◆ Problem to solve: Output only the lines below that start at the line containing "Aggregated boosting view" and end at the line containing "scoring index evaluates", with both ends kept.

Stored data
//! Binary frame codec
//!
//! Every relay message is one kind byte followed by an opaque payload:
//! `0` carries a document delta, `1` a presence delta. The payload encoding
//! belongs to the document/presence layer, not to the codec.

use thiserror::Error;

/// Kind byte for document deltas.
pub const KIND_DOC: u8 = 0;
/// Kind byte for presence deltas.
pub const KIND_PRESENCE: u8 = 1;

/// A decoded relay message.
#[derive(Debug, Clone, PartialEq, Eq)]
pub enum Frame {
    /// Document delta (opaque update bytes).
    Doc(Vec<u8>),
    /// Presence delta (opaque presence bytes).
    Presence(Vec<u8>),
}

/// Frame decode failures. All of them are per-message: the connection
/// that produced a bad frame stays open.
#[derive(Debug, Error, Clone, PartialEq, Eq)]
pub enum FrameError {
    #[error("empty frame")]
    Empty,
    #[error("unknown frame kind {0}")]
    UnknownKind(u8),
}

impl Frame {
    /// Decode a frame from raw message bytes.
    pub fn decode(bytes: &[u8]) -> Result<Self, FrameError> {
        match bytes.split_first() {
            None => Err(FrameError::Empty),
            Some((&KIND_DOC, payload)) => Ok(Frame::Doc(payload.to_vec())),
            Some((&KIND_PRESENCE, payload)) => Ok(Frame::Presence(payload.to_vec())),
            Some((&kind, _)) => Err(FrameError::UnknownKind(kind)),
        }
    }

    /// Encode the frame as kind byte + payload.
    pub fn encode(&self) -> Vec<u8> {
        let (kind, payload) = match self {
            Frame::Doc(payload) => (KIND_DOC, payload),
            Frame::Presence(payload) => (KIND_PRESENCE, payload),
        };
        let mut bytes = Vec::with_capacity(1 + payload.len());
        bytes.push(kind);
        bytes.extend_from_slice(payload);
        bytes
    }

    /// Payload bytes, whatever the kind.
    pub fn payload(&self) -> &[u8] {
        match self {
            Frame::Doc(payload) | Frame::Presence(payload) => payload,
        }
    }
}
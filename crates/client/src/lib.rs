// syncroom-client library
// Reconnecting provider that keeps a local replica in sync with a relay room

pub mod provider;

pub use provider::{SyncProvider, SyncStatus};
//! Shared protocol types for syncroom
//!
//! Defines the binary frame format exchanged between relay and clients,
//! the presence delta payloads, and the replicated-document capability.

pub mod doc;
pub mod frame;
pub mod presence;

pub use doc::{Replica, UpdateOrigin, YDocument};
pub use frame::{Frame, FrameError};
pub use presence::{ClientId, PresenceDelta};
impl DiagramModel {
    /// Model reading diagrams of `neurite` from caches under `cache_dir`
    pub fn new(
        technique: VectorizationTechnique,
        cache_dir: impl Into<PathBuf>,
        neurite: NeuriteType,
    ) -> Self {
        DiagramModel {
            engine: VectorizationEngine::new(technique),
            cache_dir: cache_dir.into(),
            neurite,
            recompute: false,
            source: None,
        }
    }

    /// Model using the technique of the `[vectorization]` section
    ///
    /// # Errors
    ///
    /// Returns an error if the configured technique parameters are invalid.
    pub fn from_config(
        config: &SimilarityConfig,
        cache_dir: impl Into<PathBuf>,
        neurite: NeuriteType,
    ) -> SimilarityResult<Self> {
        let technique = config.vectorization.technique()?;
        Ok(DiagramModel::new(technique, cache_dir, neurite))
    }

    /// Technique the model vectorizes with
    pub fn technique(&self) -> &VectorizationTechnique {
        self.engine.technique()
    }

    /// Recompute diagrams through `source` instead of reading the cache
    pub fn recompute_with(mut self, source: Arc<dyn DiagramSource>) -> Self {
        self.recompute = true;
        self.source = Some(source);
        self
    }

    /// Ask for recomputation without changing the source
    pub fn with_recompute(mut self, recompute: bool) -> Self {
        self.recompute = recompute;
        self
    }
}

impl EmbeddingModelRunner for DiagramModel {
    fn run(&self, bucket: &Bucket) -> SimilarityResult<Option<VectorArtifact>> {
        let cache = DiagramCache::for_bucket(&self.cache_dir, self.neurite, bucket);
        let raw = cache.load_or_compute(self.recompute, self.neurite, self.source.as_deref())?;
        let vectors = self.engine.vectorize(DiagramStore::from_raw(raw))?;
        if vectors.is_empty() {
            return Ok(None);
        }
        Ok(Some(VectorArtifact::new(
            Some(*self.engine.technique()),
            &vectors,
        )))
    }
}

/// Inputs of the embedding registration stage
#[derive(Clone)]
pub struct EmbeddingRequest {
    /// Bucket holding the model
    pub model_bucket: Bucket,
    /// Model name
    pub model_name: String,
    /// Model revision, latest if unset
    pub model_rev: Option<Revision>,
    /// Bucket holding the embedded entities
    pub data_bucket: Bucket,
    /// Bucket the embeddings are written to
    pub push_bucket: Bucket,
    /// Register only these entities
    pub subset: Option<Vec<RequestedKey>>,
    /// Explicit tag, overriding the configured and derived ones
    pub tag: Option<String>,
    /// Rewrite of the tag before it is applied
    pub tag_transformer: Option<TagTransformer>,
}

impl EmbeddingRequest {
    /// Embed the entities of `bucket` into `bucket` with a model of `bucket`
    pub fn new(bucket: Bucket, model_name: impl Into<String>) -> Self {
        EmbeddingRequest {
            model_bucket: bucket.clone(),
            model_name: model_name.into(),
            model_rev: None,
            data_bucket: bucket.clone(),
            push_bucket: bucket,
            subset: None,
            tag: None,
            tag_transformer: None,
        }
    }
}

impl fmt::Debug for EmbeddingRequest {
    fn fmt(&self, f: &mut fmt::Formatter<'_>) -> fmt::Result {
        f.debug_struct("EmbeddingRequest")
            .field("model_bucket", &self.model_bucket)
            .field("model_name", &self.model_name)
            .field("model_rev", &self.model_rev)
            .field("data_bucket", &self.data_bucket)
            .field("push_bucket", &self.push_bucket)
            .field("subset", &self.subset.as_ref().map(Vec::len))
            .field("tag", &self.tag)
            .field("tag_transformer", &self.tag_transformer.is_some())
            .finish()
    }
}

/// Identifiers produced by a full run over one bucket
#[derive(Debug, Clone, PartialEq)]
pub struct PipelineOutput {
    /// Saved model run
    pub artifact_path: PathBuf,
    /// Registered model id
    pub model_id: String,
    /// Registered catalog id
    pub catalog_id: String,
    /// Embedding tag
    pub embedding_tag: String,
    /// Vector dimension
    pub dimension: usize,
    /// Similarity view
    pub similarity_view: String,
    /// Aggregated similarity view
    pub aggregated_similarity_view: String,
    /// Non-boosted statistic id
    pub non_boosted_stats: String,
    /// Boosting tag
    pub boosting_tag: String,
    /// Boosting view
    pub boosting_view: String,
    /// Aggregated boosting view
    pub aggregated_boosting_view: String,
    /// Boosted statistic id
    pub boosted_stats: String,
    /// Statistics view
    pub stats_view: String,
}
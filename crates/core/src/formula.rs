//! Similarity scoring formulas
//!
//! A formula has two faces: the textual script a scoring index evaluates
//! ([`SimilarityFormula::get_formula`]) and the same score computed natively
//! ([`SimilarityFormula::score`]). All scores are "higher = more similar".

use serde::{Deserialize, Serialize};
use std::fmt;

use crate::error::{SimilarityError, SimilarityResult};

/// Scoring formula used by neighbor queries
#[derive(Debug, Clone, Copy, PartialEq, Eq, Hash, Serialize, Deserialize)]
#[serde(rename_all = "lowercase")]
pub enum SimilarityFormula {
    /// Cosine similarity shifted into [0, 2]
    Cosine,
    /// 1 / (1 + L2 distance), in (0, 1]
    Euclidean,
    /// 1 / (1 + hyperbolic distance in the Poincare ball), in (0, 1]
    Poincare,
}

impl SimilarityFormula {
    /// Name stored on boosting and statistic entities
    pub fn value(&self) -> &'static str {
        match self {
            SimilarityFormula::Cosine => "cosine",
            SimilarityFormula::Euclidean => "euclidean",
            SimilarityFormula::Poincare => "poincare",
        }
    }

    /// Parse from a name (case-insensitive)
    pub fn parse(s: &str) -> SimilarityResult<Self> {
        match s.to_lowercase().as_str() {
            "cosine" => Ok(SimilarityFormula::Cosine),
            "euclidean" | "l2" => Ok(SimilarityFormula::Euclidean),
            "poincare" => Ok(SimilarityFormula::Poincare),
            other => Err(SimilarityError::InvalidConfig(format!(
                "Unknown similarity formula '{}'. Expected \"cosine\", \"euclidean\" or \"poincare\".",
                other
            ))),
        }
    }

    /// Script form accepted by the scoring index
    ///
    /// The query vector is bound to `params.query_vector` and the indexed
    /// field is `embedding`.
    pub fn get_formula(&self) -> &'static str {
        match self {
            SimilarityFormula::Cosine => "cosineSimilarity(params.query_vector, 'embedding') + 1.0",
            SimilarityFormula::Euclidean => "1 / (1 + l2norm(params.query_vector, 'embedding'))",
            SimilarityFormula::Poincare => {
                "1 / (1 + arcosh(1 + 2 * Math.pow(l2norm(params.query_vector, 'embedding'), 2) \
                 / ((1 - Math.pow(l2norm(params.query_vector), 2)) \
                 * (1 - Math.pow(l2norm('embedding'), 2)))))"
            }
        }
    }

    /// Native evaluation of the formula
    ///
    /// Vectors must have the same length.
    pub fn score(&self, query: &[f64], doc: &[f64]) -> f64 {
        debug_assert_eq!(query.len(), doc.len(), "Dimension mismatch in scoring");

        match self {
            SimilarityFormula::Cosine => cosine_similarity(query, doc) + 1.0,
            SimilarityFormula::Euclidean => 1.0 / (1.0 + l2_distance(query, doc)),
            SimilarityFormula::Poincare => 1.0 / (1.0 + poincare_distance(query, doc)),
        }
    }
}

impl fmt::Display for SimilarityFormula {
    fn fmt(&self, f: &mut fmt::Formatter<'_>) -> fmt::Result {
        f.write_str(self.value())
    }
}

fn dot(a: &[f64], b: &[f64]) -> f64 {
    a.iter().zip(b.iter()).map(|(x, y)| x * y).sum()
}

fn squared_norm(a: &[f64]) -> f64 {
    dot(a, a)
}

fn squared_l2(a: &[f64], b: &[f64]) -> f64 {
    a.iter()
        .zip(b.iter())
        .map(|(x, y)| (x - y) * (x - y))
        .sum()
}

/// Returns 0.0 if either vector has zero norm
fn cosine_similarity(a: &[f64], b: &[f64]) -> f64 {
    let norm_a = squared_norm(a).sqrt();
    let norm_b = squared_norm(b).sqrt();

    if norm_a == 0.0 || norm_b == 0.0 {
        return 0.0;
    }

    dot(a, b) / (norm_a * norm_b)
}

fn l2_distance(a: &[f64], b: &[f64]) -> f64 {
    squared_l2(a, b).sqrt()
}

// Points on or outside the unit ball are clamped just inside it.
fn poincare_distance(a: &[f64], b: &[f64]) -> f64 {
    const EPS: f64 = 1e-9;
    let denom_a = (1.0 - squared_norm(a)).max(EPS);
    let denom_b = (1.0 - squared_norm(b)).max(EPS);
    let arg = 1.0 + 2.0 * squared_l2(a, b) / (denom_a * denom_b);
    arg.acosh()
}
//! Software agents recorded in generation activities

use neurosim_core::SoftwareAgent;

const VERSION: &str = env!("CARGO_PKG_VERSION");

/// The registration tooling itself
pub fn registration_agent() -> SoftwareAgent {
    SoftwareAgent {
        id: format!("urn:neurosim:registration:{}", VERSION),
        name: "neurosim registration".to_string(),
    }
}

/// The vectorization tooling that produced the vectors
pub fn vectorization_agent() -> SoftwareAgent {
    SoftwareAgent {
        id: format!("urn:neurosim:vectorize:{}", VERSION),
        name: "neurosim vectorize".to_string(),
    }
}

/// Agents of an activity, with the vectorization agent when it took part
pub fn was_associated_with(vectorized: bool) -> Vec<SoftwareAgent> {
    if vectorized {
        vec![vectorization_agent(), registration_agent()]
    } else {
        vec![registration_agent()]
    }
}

◆ Response box:
    /// Aggregated boosting view
    pub aggregated_boosting_view: String,
    /// Boosted statistic id
    pub boosted_stats: String,
    /// Statistics view
    pub stats_view: String,
}
filename crates/core/src/formula.rs
//! Similarity scoring formulas
//!
//! A formula has two faces: the textual script a scoring index evaluates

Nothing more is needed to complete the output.